Las mágicas manos de mi abuela Anafé

Añoré las manos de mi abuela Anafé, sus caricias y su tacto esperando entrar en el quirófano. No era la primera vez que lo hacía, pero se trataba de una urgencia y me encontraba con la sensación de tener medio cuerpo roto y la otra mitad dolorida tras una noche infernal. Con la vesícula biliar en fase de necrosis y oprimido por un dolor de estómago que parecía haberme partido por la mitad esperaba en la camilla, en silencio, cubierto por una manta que no impedía el castañeo de mis dientes, sintiéndome desamparo y con miedo fue cuando añoré las manos de mi abuela Anafé. La eché de menos porque necesitaba que alguien disipara mis miedos, amortiguara mi dolor y alejara de mí la incertidumbre, y eso, solo estaba en manos de mi abuela. Ella siempre estaba allí, cuando de niño, volvía a casa con un repelón de rodillas por el que parecía que se me escapaba toda la sangre del cuerpo, o cuando una caída desafortunada mientras correteaba y jugaba en la calle, me obliga a regresar a casa, derrotado con anticipación en medio de una batalla de indios y vaqueros. Y ahora allí frente al quirófano que abría sus puertas, me acordé de mi abuela, muerta desde hacía más de treinta años.

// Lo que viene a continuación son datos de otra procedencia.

impl FunctionTable {
    /// A table with no functions at all.
    pub fn empty() -> Self {
        Self {
            functions: HashMap::new(),
        }
    }

    /// The standard catalog.
    pub fn standard() -> Self {
        let mut t = Self::empty();

        // Strings
        t.register("string", 1, Some(1), fn_string);
        t.register("length", 1, Some(1), fn_length);
        t.register("substring", 2, Some(3), fn_substring);
        t.register("uppercase", 1, Some(1), fn_uppercase);
        t.register("lowercase", 1, Some(1), fn_lowercase);
        t.register("trim", 1, Some(1), fn_trim);
        t.register("contains", 2, Some(2), fn_contains);
        t.register("startsWith", 2, Some(2), fn_starts_with);
        t.register("endsWith", 2, Some(2), fn_ends_with);
        t.register("split", 2, Some(3), fn_split);
        t.register("join", 1, Some(2), fn_join);
        t.register("replace", 3, Some(4), fn_replace);
        t.register("pad", 2, Some(3), fn_pad);

        // Numbers
        t.register("number", 1, Some(1), fn_number);
        t.register("abs", 1, Some(1), fn_abs);
        t.register("floor", 1, Some(1), fn_floor);
        t.register("ceil", 1, Some(1), fn_ceil);
        t.register("round", 1, Some(2), fn_round);
        t.register("power", 2, Some(2), fn_power);
        t.register("sqrt", 1, Some(1), fn_sqrt);
        t.register("sum", 1, Some(1), fn_sum);
        t.register("max", 1, Some(1), fn_max);
        t.register("min", 1, Some(1), fn_min);
        t.register("average", 1, Some(1), fn_average);
        t.register("count", 1, Some(1), fn_count);

        // Arrays and objects
        t.register("append", 2, Some(2), fn_append);
        t.register("reverse", 1, Some(1), fn_reverse);
        t.register("sort", 1, Some(2), fn_sort);
        t.register("distinct", 1, Some(1), fn_distinct);
        t.register("flatten", 1, Some(1), fn_flatten);
        t.register("first", 1, Some(1), fn_first);
        t.register("last", 1, Some(1), fn_last);
        t.register("map", 2, Some(2), fn_map);
        t.register("filter", 2, Some(2), fn_filter);
        t.register("reduce", 2, Some(3), fn_reduce);
        t.register("keys", 1, Some(1), fn_keys);
        t.register("values", 1, Some(1), fn_values);
        t.register("exists", 1, Some(1), fn_exists);
        t.register("lookup", 2, Some(2), fn_lookup);
        t.register("merge", 1, None, fn_merge);
        t.register("type", 1, Some(1), fn_type);
        t.register("boolean", 1, Some(1), fn_boolean);
        t.register("not", 1, Some(1), fn_not);

        // Dates
        t.register("now", 0, Some(0), fn_now);
        t.register("millis", 0, Some(0), fn_millis);
        t.register("today", 0, Some(0), fn_today);
        t.register("toMillis", 1, Some(1), fn_to_millis);
        t.register("fromMillis", 1, Some(2), fn_from_millis);
        t.register("formatDate", 1, Some(2), fn_format_date);
        t.register("dateAdd", 3, Some(3), fn_date_add);

        // Context
        t.register("node", 1, Some(1), fn_node);

        t
    }

    /// Add or replace a function. Returns the previous definition, if any.
    pub fn register(
        &mut self,
        name: impl Into<String>,
        min_args: usize,
        max_args: Option<usize>,
        func: NativeFn,
    ) -> Option<FunctionSpec> {
        self.functions.insert(
            name.into(),
            FunctionSpec {
                min_args,
                max_args,
                func,
            },
        )
    }

    pub fn contains(&self, name: &str) -> bool {
        self.functions.contains_key(name)
    }

    /// Registered names, sorted.
    pub fn names(&self) -> Vec<&str> {
        let mut names: Vec<&str> = self.functions.keys().map(String::as_str).collect();
        names.sort_unstable();
        names
    }

    pub(crate) fn call(
        &self,
        name: &str,
        interp: &Interpreter<'_>,
        args: Vec<Item>,
    ) -> Result<Item, EvalError> {
        let spec = self
            .functions
            .get(name)
            .ok_or_else(|| EvalError::UnknownFunction(name.to_string()))?;

        let got = args.len();
        let too_few = got < spec.min_args;
        let too_many = spec.max_args.is_some_and(|max| got > max);
        if too_few || too_many {
            let expected = match spec.max_args {
                Some(max) if max == spec.min_args => format!("{max}"),
                Some(max) => format!("{} to {max}", spec.min_args),
                None => format!("at least {}", spec.min_args),
            };
            return Err(EvalError::Arity {
                name: name.to_string(),
                message: format!("expected {expected} argument(s), got {got}"),
            });
        }

        (spec.func)(interp, args)
    }
}

// ---------------------------------------------------------------------------
// Argument helpers
// ---------------------------------------------------------------------------

fn fail(msg: impl Into<String>) -> EvalError {
    EvalError::message(msg)
}

fn val(args: &[Item], i: usize) -> Option<&Value> {
    args.get(i).and_then(Item::as_value)
}

fn str_arg<'a>(args: &'a [Item], i: usize, func: &str) -> Result<Option<&'a str>, EvalError> {
    match val(args, i) {
        None => Ok(None),
        Some(Value::String(s)) => Ok(Some(s)),
        Some(other) => Err(fail(format!(
            "${func} expects a string, got {}",
            type_name(other)
        ))),
    }
}

fn num_arg(args: &[Item], i: usize, func: &str) -> Result<Option<f64>, EvalError> {
    match val(args, i) {
        None => Ok(None),
        Some(Value::Number(n)) => Ok(n.as_f64()),
        Some(other) => Err(fail(format!(
            "${func} expects a number, got {}",
            type_name(other)
        ))),
    }
}

/// Array argument; a scalar is treated as a one-element array.
fn array_arg(args: &[Item], i: usize) -> Option<Vec<Value>> {
    match val(args, i) {
        None => None,
        Some(Value::Array(items)) => Some(items.clone()),
        Some(other) => Some(vec![other.clone()]),
    }
}

fn numbers(items: &[Value], func: &str) -> Result<Vec<f64>, EvalError> {
    items
        .iter()
        .map(|v| {
            v.as_f64().ok_or_else(|| {
                fail(format!(
                    "${func} expects an array of numbers, found {}",
                    type_name(v)
                ))
            })
        })
        .collect()
}

fn num_item(n: f64) -> Result<Item, EvalError> {
    Ok(Item::Value(number(n)?))
}

fn str_item(s: impl Into<String>) -> Result<Item, EvalError> {
    Ok(Item::Value(Value::String(s.into())))
}

fn bool_item(b: bool) -> Result<Item, EvalError> {
    Ok(Item::Value(Value::Bool(b)))
}

// ---------------------------------------------------------------------------
// Strings
// ---------------------------------------------------------------------------

fn fn_string(_: &Interpreter<'_>, args: Vec<Item>) -> Result<Item, EvalError> {
    match &args[0] {
        Item::Undefined => Ok(Item::Undefined),
        Item::Value(Value::String(s)) => str_item(s.clone()),
        Item::Value(other) => str_item(other.to_string()),
        Item::Function(_) => Err(fail("$string cannot stringify a function")),
    }
}

fn fn_length(_: &Interpreter<'_>, args: Vec<Item>) -> Result<Item, EvalError> {
    match val(&args, 0) {
        None => Ok(Item::Undefined),
        Some(Value::String(s)) => num_item(s.chars().count() as f64),
        Some(Value::Array(a)) => num_item(a.len() as f64),
        Some(other) => Err(fail(format!(
            "$length expects a string, got {}",
            type_name(other)
        ))),
    }
}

Fui un niño débil y enfermizo, receptor de todos los virus huérfanos que pululaban libres y que encontraban en mi el hogar que siempre desearon, fui un niño aquejado de un buen número de resfriados con su tos incorporada, fatigosa y asfixiante, o de una buena docena de calenturientas amigdalitis, hasta que estas fueron cercenadas por el buen doctor Don Agustín, fui víctima de malas digestiones, infecciones, diarreas y hasta alguna que otra lombriz enamorada de mis heces. Quizá esta debilidad congénita, tan diferente al sano crecimiento de mis otros hermanos hicieron que mi abuela me prestara más su atención, o quizá el hecho indiscutible de que fuera ella quien me tuvo en sus brazos la larga noche en que yo iba a morir. Dicen que tendría dos o tres años y que fue una neumonía la que me llevó al borde del desahucio; comido por la fiebre que hacía que mis ojos se perdieran en el infinito y la respiración entrecortada y sibilante por la disnea, ya no sabían qué hacer más. El médico del pueblo, Don Agustín, tras la administración de una inyección de antibiótico como último recurso se quedo allí plantado, con el fonendo colgándole del cuello y ante la mirada interrogativa y suplicante de la familia, con la palidez propia de quien tiene que dar una mala noticia, expresó sus dudas de que el niño pasara de esa noche. Fue entonces cuando mi abuela me arrancó literalmente de la cama y me cogió en sus brazos, y así estuvo, toda la noche acariciándome la cabeza y rezando a un Dios al que nunca visitaba en la Iglesia, pero al que se encomendaba cada día en sus oraciones nocturnas. Durante esa noche se estrechó un vínculo que duraría toda la vida, decían de ella, que yo era su nieto preferido, y ella sonreía para adentro, sin negarlo ni confirmarlo, como si eso fuera una pregunta que no requería respuesta. Pero quizá esa noche en que la presencia de la muerte fue ahuyentada por una abuela que acariciaba a su nieto en brazos, sucedió algo prodigioso, porque desde entonces ella adquirió la capacidad de curarme mediante sus manos, unas manos que recuerdo finas, habituadas a la costura, blancas, surcadas por imperceptibles arrugas y manchadas por algunas pecas como granitos de chocolate. Yo crecí sabiendo que fuera lo que fuera lo que me pasara, siempre tenía las manos de mi abuela dispuestas a salvarme otra vez.

Las puertas del quirófano se abrieron y la camilla se desplazó hacia adentro empujada por un celador que me sonrió en un gesto de darme ánimos. Después me dormí, la anestesia me desconectó de la realidad y de los sueños y desperté sin constancia de que el tiempo había transcurrido. Aun eufórico por los efectos de la química que circulaba por mis venas fui llevado a la habitación donde mi mujer y mis hijas me esperaban, ellas, alegres me besaron y tocaron y yo quise hablarles de mi abuela y de cómo una vez me salvó la vida, pero no logré articular más que palabras sin ningún sentido lo que provocó aún mayor alborozo. Quería decirles que mi abuela me curaba siempre y que también ahora lo había hecho, aunque ya no notara sus dedos acariciándome la cabeza, porque sus manos, su tacto lleno de cariño y su capacidad de curar se había transmitido a ellas, mi familia, que ahora sonreían aliviadas al verme sano y salvo.